Is the difference real?

Differences in definitions plague comparisons across countries, but what about just comparing trends within our own country; surely that is OK?  Well, yes, for the most part if the method is stable. The exception for COVID-19, however, is with changes to testing. At the start of 2020, a new test had to be introduced and rolled out across laboratories. This meant that testing capacity was limited. Over time this capacity has increased such that we now have an extensive testing programme, with everyone over the age of 5 with symptoms of COVID-19 now being eligible for a test in Northern Ireland.

There are also targeted testing programmes carried out in care homes, and as a result of local clusters, which will increase our testing numbers. When interpreting testing data the impact of these changes should also be considered.
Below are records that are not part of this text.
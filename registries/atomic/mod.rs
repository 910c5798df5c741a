/* This Source Code Form is subject to the terms of the Mozilla Public
 * License, v. 2.0. If a copy of the MPL was not distributed with this
 * file, You can obtain one at https://mozilla.org/MPL/2.0/. */

pub mod scope;
pub mod theme;

pub use scope::{CatalogEntry, CatalogRegistry, EntryId, ScopeResolution, ScopeWatcher};
pub use theme::{PhaseColorResolution, PhasePalette};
The statistics remain vital going forwards

We believe that the increased public interest in epidemiology is a positive development. In response to COVID-19, people now want to see the numbers, and can understand how these numbers influence public health decisions. We hope this blog helps you look at the numbers with a critical eye, and influence you not only to ask “what does the data show”, but also “what does it not”. With this knowledge, we can all feel empowered to make decisions based on our own personal risk and our knowledge of local transmission in the population.